(RECORD SET Opens)

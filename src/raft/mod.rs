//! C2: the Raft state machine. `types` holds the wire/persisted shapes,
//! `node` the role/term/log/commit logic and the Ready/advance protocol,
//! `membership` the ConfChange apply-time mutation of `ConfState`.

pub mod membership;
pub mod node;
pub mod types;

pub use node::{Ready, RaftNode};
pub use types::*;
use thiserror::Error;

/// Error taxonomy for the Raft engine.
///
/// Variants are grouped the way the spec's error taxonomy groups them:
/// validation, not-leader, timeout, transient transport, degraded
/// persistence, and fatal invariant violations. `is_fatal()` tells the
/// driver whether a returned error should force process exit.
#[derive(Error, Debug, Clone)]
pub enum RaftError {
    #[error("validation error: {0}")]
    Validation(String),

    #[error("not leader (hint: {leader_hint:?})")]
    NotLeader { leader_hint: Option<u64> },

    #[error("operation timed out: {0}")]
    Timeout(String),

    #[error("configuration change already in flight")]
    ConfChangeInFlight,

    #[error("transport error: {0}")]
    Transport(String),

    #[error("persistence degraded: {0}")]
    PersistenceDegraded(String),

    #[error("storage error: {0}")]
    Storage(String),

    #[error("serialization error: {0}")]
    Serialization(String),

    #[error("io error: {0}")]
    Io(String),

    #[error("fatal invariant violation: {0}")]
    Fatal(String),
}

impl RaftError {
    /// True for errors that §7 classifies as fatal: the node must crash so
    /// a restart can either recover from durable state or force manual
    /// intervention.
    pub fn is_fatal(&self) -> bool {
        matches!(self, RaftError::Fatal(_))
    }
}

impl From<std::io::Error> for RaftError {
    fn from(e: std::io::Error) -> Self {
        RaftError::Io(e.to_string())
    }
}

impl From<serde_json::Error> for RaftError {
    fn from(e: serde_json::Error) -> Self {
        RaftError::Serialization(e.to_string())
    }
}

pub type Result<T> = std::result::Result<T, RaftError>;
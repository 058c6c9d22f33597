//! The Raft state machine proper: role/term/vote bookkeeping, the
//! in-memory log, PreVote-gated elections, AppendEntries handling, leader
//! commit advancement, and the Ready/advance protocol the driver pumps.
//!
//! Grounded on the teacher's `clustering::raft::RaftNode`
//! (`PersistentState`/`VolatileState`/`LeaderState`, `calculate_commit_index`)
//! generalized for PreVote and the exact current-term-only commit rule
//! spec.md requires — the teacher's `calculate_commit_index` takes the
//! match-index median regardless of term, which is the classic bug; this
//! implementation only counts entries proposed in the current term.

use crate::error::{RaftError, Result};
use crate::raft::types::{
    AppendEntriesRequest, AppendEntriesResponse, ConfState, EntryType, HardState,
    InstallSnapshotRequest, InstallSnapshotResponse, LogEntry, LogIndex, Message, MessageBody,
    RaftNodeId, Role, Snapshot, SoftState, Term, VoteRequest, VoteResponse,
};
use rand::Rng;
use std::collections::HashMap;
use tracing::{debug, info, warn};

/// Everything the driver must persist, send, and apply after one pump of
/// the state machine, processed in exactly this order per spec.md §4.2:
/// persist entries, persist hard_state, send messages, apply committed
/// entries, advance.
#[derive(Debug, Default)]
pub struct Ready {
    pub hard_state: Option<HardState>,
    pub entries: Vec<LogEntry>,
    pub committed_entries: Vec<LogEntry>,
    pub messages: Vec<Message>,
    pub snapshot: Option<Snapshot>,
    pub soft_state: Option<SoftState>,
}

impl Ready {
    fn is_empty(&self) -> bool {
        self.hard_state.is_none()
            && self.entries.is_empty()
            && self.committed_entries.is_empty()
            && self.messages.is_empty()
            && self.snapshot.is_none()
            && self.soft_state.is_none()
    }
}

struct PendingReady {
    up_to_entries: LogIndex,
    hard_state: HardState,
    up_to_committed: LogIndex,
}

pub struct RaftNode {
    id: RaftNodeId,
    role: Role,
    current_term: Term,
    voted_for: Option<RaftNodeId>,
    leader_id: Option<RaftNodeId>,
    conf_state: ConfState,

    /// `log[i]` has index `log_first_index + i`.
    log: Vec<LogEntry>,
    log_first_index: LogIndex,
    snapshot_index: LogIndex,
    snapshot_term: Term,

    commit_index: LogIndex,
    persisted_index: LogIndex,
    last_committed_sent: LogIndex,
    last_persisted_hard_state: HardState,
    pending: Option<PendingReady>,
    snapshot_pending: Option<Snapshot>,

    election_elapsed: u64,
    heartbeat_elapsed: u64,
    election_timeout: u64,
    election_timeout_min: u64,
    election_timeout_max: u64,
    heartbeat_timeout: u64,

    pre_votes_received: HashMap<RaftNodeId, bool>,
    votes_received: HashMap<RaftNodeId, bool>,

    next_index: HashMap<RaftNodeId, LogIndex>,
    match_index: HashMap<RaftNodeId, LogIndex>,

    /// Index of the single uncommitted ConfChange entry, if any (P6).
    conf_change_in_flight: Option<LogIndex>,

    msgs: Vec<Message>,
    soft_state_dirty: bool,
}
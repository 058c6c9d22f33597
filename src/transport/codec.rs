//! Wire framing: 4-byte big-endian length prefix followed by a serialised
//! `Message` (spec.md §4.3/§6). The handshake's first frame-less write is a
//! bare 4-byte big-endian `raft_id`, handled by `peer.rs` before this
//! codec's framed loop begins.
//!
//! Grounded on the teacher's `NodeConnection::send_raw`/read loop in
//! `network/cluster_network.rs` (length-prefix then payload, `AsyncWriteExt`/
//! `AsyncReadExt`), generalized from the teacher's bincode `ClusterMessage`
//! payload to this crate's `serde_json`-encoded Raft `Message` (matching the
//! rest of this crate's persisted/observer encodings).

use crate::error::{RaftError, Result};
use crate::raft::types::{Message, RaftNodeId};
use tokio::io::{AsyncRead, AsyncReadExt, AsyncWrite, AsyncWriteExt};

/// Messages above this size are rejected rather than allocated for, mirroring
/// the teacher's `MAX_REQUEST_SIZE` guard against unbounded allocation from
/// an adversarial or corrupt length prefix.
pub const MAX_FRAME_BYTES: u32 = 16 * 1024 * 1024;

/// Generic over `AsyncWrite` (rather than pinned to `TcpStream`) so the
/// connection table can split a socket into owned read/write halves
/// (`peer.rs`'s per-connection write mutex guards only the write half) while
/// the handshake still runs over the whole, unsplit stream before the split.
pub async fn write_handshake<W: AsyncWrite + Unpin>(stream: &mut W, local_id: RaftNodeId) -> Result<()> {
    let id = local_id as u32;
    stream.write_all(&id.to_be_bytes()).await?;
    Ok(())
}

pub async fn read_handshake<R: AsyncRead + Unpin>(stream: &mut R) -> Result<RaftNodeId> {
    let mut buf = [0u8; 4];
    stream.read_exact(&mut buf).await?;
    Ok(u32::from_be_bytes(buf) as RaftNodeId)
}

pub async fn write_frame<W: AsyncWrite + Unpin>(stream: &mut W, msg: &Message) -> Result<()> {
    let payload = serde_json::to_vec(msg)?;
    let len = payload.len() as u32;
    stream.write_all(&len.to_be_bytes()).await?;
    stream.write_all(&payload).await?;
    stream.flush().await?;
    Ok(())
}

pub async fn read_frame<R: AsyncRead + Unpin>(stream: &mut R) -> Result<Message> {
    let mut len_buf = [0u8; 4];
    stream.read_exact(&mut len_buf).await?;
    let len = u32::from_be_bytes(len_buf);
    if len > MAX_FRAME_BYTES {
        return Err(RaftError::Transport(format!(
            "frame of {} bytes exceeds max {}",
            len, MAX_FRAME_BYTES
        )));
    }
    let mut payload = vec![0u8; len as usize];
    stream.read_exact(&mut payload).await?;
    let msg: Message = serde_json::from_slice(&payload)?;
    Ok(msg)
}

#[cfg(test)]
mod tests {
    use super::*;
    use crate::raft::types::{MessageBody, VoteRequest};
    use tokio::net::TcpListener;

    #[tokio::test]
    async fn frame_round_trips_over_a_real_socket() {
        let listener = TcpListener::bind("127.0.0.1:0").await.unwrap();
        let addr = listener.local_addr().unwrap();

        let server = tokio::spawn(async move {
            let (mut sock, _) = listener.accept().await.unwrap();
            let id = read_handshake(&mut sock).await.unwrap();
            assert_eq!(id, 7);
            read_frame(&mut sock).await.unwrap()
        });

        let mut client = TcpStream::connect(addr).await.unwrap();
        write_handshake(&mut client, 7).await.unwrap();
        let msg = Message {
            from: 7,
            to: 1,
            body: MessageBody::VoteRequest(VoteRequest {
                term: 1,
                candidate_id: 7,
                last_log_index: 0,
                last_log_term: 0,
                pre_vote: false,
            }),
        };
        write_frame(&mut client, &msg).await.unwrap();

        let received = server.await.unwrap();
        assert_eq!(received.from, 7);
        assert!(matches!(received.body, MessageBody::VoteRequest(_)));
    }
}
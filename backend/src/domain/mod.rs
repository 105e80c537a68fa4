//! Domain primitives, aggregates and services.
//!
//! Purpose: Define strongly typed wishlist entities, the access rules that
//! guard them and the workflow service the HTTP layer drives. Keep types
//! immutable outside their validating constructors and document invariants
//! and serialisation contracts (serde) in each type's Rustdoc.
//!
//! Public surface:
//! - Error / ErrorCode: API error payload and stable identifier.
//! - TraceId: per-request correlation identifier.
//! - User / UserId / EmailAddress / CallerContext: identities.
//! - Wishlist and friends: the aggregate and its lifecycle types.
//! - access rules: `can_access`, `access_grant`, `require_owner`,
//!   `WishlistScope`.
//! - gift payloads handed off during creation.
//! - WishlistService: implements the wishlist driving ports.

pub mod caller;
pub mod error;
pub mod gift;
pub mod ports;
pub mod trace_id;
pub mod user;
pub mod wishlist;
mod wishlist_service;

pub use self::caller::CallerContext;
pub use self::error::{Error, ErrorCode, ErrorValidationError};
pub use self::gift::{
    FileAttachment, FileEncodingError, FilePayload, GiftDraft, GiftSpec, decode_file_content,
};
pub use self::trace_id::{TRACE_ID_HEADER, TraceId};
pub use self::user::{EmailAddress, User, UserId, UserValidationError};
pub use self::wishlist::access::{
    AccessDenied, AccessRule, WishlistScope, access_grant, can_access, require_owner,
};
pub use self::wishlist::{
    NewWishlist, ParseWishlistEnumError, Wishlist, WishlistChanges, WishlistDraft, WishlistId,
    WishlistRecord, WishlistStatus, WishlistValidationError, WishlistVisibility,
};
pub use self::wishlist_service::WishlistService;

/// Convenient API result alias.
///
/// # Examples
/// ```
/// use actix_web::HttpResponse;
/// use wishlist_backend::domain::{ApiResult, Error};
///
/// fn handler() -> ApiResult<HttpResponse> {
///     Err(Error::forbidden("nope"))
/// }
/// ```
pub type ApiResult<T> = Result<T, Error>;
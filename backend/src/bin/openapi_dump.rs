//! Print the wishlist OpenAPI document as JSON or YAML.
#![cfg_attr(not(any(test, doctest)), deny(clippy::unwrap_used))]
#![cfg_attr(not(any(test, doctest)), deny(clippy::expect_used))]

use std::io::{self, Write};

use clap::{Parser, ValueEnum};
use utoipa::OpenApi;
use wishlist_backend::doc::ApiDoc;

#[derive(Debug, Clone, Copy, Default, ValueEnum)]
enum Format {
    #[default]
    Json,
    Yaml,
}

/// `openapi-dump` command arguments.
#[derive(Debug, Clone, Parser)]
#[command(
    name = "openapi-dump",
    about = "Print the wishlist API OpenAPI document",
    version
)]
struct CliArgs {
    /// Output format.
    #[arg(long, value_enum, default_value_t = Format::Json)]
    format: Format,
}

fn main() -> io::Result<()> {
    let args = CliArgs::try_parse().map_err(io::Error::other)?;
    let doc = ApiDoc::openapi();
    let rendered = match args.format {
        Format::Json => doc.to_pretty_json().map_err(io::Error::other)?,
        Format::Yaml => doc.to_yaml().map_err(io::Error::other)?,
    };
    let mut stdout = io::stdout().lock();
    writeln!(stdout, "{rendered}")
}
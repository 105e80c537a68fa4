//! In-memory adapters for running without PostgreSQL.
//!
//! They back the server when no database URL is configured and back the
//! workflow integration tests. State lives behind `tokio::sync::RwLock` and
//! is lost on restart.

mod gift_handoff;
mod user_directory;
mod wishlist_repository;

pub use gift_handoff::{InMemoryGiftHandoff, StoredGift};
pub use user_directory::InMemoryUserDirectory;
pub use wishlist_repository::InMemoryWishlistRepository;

(RECORD SET Closes)

__TASK TO COMPLETE__
Above are the entries. Copy exactly the part that opens with the line containing "payload to this" and closes with the line containing "pub const MAX_FRAME_BYTES: u32", and no more.

__COMPLETED EXERCISE__
//! payload to this crate's `serde_json`-encoded Raft `Message` (matching the
//! rest of this crate's persisted/observer encodings).

use crate::error::{RaftError, Result};
use crate::raft::types::{Message, RaftNodeId};
use tokio::io::{AsyncRead, AsyncReadExt, AsyncWrite, AsyncWriteExt};

/// Messages above this size are rejected rather than allocated for, mirroring
/// the teacher's `MAX_REQUEST_SIZE` guard against unbounded allocation from
/// an adversarial or corrupt length prefix.
pub const MAX_FRAME_BYTES: u32 = 16 * 1024 * 1024;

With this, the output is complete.